Аня задумалась. Чтобы мама поверила… Почерк можно подделать. Или не признать. Какие-то особые «тайные» слова у них в ходу не были, «домашние клички» — тоже. Это вон подруга Юлька всю жизнь звала свою маму «мусечкой», а та ее в ответ — «карапузиком». Они же всегда были друг для друга просто мамой и Аней. Ну, мамочкой и Анечкой в особо чувствительные моменты. Не велика шифровка. Что там еще полагается в таких случаях? Упомянуть о чем-то, известном лишь настоящей Ане? О чем? В голову решительно ничего не лезло.
— Погоди, а фотографию? — осенило девочку. — Я же могу послать фотографию? И изображена буду я, и почерк, и… я у нее свой кулон попрошу, мне бабушка дарила, она знает…
— Кулон просить не стоит, это — материальная ценность, так меня за мошенника примут, который на горе пытается подзаработать, — качает головой Ксандар. — Но мысль хорошая, что-то же я должен тебе привезти, чтоб подтвердить, что доставка состоялась. Вот только не ценное, простое. А фотографию — неплохо бы, но мы уже не успеем ее сделать, я улетаю прямо сейчас.
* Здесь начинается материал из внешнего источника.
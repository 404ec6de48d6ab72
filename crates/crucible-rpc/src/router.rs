//! JSON-RPC method routing.
//!
//! Method names are `"<namespace>/<operation>"`; the bare names `ping`,
//! `status`, and `shutdown` are reserved. The `plugin` namespace is the
//! host-management surface; any other namespace is a contract tag and is
//! routed to the plugin serving that slot through the isolated executor.
//!
//! Notifications (requests without an id) never produce a response frame,
//! success or failure; their failures still land in crash history and the
//! error counter.

use std::sync::Arc;
use std::time::{SystemTime, UNIX_EPOCH};

use parking_lot::Mutex;
use serde_json::{Value, json};
use tracing::{debug, warn};

use crucible_core::error::PluginError;
use crucible_core::manifest::JsonMap;
use crucible_framework::executor::{ExecError, IsolatedExecutor};
use crucible_framework::manager::{HotSwapResult, ManagerError, PluginManager};

use crate::codes;
use crate::message::{Request, RequestId, Response, RpcError};
use crate::shutdown::{ShutdownCoordinator, ShutdownReason};

/// Host methods the router answers without touching a plugin.
pub const HOST_METHODS: &[&str] = &[
    "ping",
    "status",
    "shutdown",
    "plugin/list",
    "plugin/load",
    "plugin/unload",
    "plugin/reload",
    "plugin/swap",
    "plugin/health",
];

#[derive(Default)]
struct Counters {
    requests: u64,
    errors: u64,
    last_request: Option<f64>,
}

/// Parses, validates, and dispatches JSON-RPC requests.
pub struct Router {
    manager: Arc<PluginManager>,
    executor: Arc<IsolatedExecutor>,
    shutdown: Arc<ShutdownCoordinator>,
    counters: Mutex<Counters>,
    version: &'static str,
}

impl Router {
    pub fn new(
        manager: Arc<PluginManager>,
        shutdown: Arc<ShutdownCoordinator>,
    ) -> Self {
        let executor = Arc::clone(manager.executor());
        Self {
            manager,
            executor,
            shutdown,
            counters: Mutex::new(Counters::default()),
            version: env!("CARGO_PKG_VERSION"),
        }
    }

    pub fn request_count(&self) -> u64 {
        self.counters.lock().requests
    }

    pub fn error_count(&self) -> u64 {
        self.counters.lock().errors
    }

    /// Handles one raw input line end to end: parse, validate, track
    /// in-flight, dispatch, and decide whether a frame goes out.
    ///
    /// Returns `None` for empty lines and notifications.
    pub async fn handle_line(&self, line: &str) -> Option<Response> {
        let line = line.trim();
        if line.is_empty() {
            return None;
        }

        let value: Value = match serde_json::from_str(line) {
            Ok(value) => value,
            Err(e) => {
                self.count_error();
                return Some(Response::failure(
                    None,
                    RpcError::new(codes::PARSE_ERROR, format!("Parse error: {e}")),
                ));
            }
        };

        let request = match Request::from_value(value) {
            Ok(request) => request,
            Err(invalid) => {
                self.count_error();
                return Some(Response::failure(
                    invalid.id.as_ref(),
                    RpcError::new(codes::INVALID_REQUEST, format!("Invalid request: {invalid}")),
                ));
            }
        };

        let id = request.id.clone();
        if let Some(id) = &id {
            self.shutdown.request_started(id);
        }

        let response = self.dispatch(request).await;

        if let Some(id) = &id {
            self.shutdown.request_completed(id);
        }
        response
    }

    /// Dispatches a validated request.
    ///
    /// Returns `None` for notifications — whatever the outcome, nothing is
    /// written back for them.
    pub async fn dispatch(&self, request: Request) -> Option<Response> {
        {
            let mut counters = self.counters.lock();
            counters.requests += 1;
            counters.last_request = epoch_seconds();
        }

        let Request { method, params, id } = request;
        debug!(method = %method, id = ?id, "Dispatching request");

        if self.shutdown.is_requested() && method != "shutdown" {
            self.count_error();
            return id.as_ref().map(|id| {
                Response::failure(
                    Some(id),
                    RpcError::new(codes::INVALID_REQUEST, "shutdown in progress"),
                )
            });
        }

        let outcome = match method.as_str() {
            "ping" => Ok(json!("pong")),
            "status" => Ok(self.status().await),
            "shutdown" => {
                self.shutdown.request(ShutdownReason::Normal);
                Ok(json!({"status": "shutting_down"}))
            }
            "plugin/list" => Ok(json!(self.manager.list_available().await)),
            "plugin/load" => self.plugin_load(&params).await,
            "plugin/unload" => self.plugin_unload(&params).await,
            "plugin/reload" => self.plugin_reload(&params).await,
            "plugin/swap" => self.plugin_swap(&params).await,
            "plugin/health" => self.plugin_health(&params).await,
            other => match other.split_once('/') {
                Some((tag, op)) if tag != "plugin" && self.manager.knows_contract(tag) => {
                    self.route_to_plugin(tag, op, &method, params, id.as_ref()).await
                }
                _ => Err(RpcError::new(
                    codes::METHOD_NOT_FOUND,
                    format!("Method not found: {method}"),
                )),
            },
        };

        match outcome {
            Ok(result) => id.as_ref().map(|id| Response::success(id, result)),
            Err(error) => {
                self.count_error();
                if id.is_none() {
                    // Notification failure: recorded, never answered.
                    return None;
                }
                Some(Response::failure(id.as_ref(), error))
            }
        }
    }

    fn count_error(&self) {
        self.counters.lock().errors += 1;
    }

    async fn status(&self) -> Value {
        let counters = {
            let counters = self.counters.lock();
            json!({
                "request_count": counters.requests,
                "error_count": counters.errors,
                "last_request": counters.last_request,
            })
        };
        json!({
            "version": self.version,
            "counters": counters,
            "methods": HOST_METHODS,
            "plugins": self.manager.status_summary().await,
            "crashes": self.executor.stats(),
            "shutdown": self.shutdown.state_wire(),
        })
    }

    // ─── Host plugin-management methods ──────────────────────────────────────

    async fn plugin_load(&self, params: &Value) -> Result<Value, RpcError> {
        let name = required_str(params, "name")?;
        let config = optional_object(params, "config")?;
        self.manager
            .load(&name, config, true)
            .await
            .map_err(|e| manager_error(&e))
    }

    async fn plugin_unload(&self, params: &Value) -> Result<Value, RpcError> {
        let name = required_str(params, "name")?;
        self.manager
            .unload(&name)
            .await
            .map(|()| json!({"success": true, "plugin": name}))
            .map_err(|e| manager_error(&e))
    }

    async fn plugin_reload(&self, params: &Value) -> Result<Value, RpcError> {
        let name = required_str(params, "name")?;
        let config = optional_object(params, "config")?;
        self.manager
            .reload(&name, config)
            .await
            .map_err(|e| manager_error(&e))
    }

    async fn plugin_swap(&self, params: &Value) -> Result<Value, RpcError> {
        let old = required_str(params, "old")?;
        let new = required_str(params, "new")?;
        let config = optional_object(params, "config")?;

        match self.manager.hot_swap(&old, &new, config).await {
            Ok(result) => {
                if result.rollback_failed {
                    Err(rollback_failed_error(&result))
                } else {
                    // Success and clean-rollback outcomes both answer with
                    // the result object; the caller inspects `success`.
                    Ok(result.to_wire())
                }
            }
            Err(e @ ManagerError::Load(_)) => Err(RpcError::new(
                codes::HOTSWAP_FAILED,
                format!("Hot swap failed: {e}"),
            )),
            Err(e) => Err(manager_error(&e)),
        }
    }

    async fn plugin_health(&self, params: &Value) -> Result<Value, RpcError> {
        match optional_str(params, "name")? {
            Some(name) => {
                let health = self.manager.health_check(&name).await.ok_or_else(|| {
                    RpcError::new(
                        codes::PLUGIN_NOT_FOUND,
                        format!("Plugin not loaded: {name}"),
                    )
                })?;
                serde_json::to_value(&health)
                    .map_err(|e| RpcError::new(codes::INTERNAL_ERROR, e.to_string()))
            }
            None => {
                let all = self.manager.health_check_all().await;
                serde_json::to_value(&all)
                    .map_err(|e| RpcError::new(codes::INTERNAL_ERROR, e.to_string()))
            }
        }
    }

    // ─── Contract-routed methods ─────────────────────────────────────────────

    async fn route_to_plugin(
        &self,
        tag: &str,
        op: &str,
        method: &str,
        params: Value,
        id: Option<&RequestId>,
    ) -> Result<Value, RpcError> {
        let routed = self.manager.find_by_contract(tag).await.ok_or_else(|| {
            RpcError::new(
                codes::PLUGIN_NOT_FOUND,
                format!("No plugin loaded for contract '{tag}'"),
            )
        })?;

        if !routed.status.is_serviceable() {
            return Err(RpcError::new(
                codes::PLUGIN_NOT_READY,
                format!("Plugin '{}' is not ready (status: {})", routed.name, routed.status),
            ));
        }

        let id_value = id.map(RequestId::to_value);
        let instance = Arc::clone(&routed.instance);
        let mut guard = instance.lock().await;

        if !guard.methods().contains(&op) {
            return Err(RpcError::new(
                codes::METHOD_NOT_FOUND,
                format!("Method not found: {method}"),
            ));
        }

        let outcome = self
            .executor
            .run(
                &routed.name,
                op,
                id_value.as_ref(),
                &params,
                guard.invoke(op, params.clone()),
            )
            .await;

        match outcome {
            Ok((result, elapsed_ms)) => {
                debug!(method = %method, plugin = %routed.name, elapsed_ms = elapsed_ms as u64, "Plugin call complete");
                Ok(result)
            }
            Err(e) => {
                warn!(method = %method, plugin = %routed.name, error = %e, "Plugin call failed");
                Err(exec_error(&routed.name, op, &e))
            }
        }
    }
}

// ─── Parameter helpers ────────────────────────────────────────────────────────

fn required_str(params: &Value, key: &str) -> Result<String, RpcError> {
    params
        .get(key)
        .and_then(Value::as_str)
        .map(str::to_string)
        .ok_or_else(|| {
            RpcError::new(
                codes::INVALID_PARAMS,
                format!("Missing required parameter: {key}"),
            )
        })
}

fn optional_str(params: &Value, key: &str) -> Result<Option<String>, RpcError> {
    match params.get(key) {
        None | Some(Value::Null) => Ok(None),
        Some(Value::String(s)) => Ok(Some(s.clone())),
        Some(_) => Err(RpcError::new(
            codes::INVALID_PARAMS,
            format!("Parameter '{key}' must be a string"),
        )),
    }
}

fn optional_object(params: &Value, key: &str) -> Result<Option<JsonMap>, RpcError> {
    match params.get(key) {
        None | Some(Value::Null) => Ok(None),
        Some(Value::Object(map)) => Ok(Some(map.clone())),
        Some(_) => Err(RpcError::new(
            codes::INVALID_PARAMS,
            format!("Parameter '{key}' must be an object"),
        )),
    }
}

// ─── Error mapping ────────────────────────────────────────────────────────────

fn manager_error(err: &ManagerError) -> RpcError {
    let code = match err {
        ManagerError::NotFound(_) | ManagerError::NotLoaded(_) => codes::PLUGIN_NOT_FOUND,
        ManagerError::AlreadyLoaded(_) | ManagerError::SlotOccupied { .. } => {
            codes::PLUGIN_ALREADY_LOADED
        }
        ManagerError::ValidationFailed { manifest_invalid, .. } => {
            if *manifest_invalid {
                codes::MANIFEST_INVALID
            } else {
                codes::PLUGIN_LOAD_FAILED
            }
        }
        ManagerError::Load(_) => codes::PLUGIN_LOAD_FAILED,
        ManagerError::InitializeFailed(_) => codes::PLUGIN_INITIALIZE_FAILED,
        ManagerError::ShutdownFailed(_) => codes::PLUGIN_SHUTDOWN_FAILED,
        ManagerError::ContractMismatch { .. } => codes::CONTRACT_MISMATCH,
    };
    RpcError::new(code, err.to_string())
}

fn rollback_failed_error(result: &HotSwapResult) -> RpcError {
    RpcError::new(
        codes::HOTSWAP_ROLLBACK_FAILED,
        format!(
            "Hot swap {} -> {} failed and rollback also failed",
            result.old_plugin, result.new_plugin
        ),
    )
    .with_data(result.to_wire())
}

fn exec_error(plugin: &str, method: &str, err: &ExecError) -> RpcError {
    let code = match err {
        ExecError::Timeout { .. } => codes::EXECUTION_TIMEOUT,
        ExecError::Panicked(_) => codes::PLUGIN_EXCEPTION,
        ExecError::Plugin(PluginError::InvalidParams(_)) => codes::INVALID_PARAMS,
        ExecError::Plugin(PluginError::UnknownOperation(_))
        | ExecError::Plugin(PluginError::Unsupported(_)) => codes::METHOD_NOT_FOUND,
        ExecError::Plugin(PluginError::ResourceExhausted(_)) => codes::RESOURCE_EXHAUSTED,
        ExecError::Plugin(PluginError::Failed(_)) => codes::PLUGIN_EXCEPTION,
    };

    let exception = match err {
        ExecError::Timeout { .. } => "Timeout",
        ExecError::Panicked(_) => "Panic",
        ExecError::Plugin(plugin_err) => plugin_err.kind(),
    };

    RpcError::new(code, err.to_string()).with_data(json!({
        "plugin": plugin,
        "method": method,
        "exception": exception,
        "timestamp": epoch_seconds(),
    }))
}

fn epoch_seconds() -> Option<f64> {
    SystemTime::now()
        .duration_since(UNIX_EPOCH)
        .ok()
        .map(|d| d.as_secs_f64())
}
— Кулон не ценный, — отмахивается девочка. — Там оправа из дешевого металла, да стеклышки крашеные, и то одна часть выпала, у другой краска облезла. Мама его вообще выкидывать много раз собиралась, я не давала… А фотографии у нас есть, — Аня радостно дергает на себя ящик стола, выхватывая оттуда пачку фотографий прежде, чем Аршез успевает ее остановить. — Вот, тут можно выбрать.
— Я сам, — Ар все же перехватывает у нее пачку, — выберу.
— Не, Арик, ты не атлант, — усмехается на это Ксандар.
— А кто? — тут же заинтересовывается Аня.
— Дракон, не видишь, что ли? — продолжает насмешничать Ксан. — Вон как над сокровищем чахнет.
Аршез лишь фыркает, перебирая снимки, мучительно выбирая, какой же отдать. Она была разная, его девочка. Здесь смотрела прямо, здесь — чуть исподлобья, тут улыбалась несмело, а на этом была серьезной-пресерьезной. И какой из них лишиться?
— Садись пока письмо сочинять, он еще полчаса будет от жадности давиться, — Ксандар пододвинул девочке стул. — Аршез, кончай драконить, дай Ане бумагу с ручкой.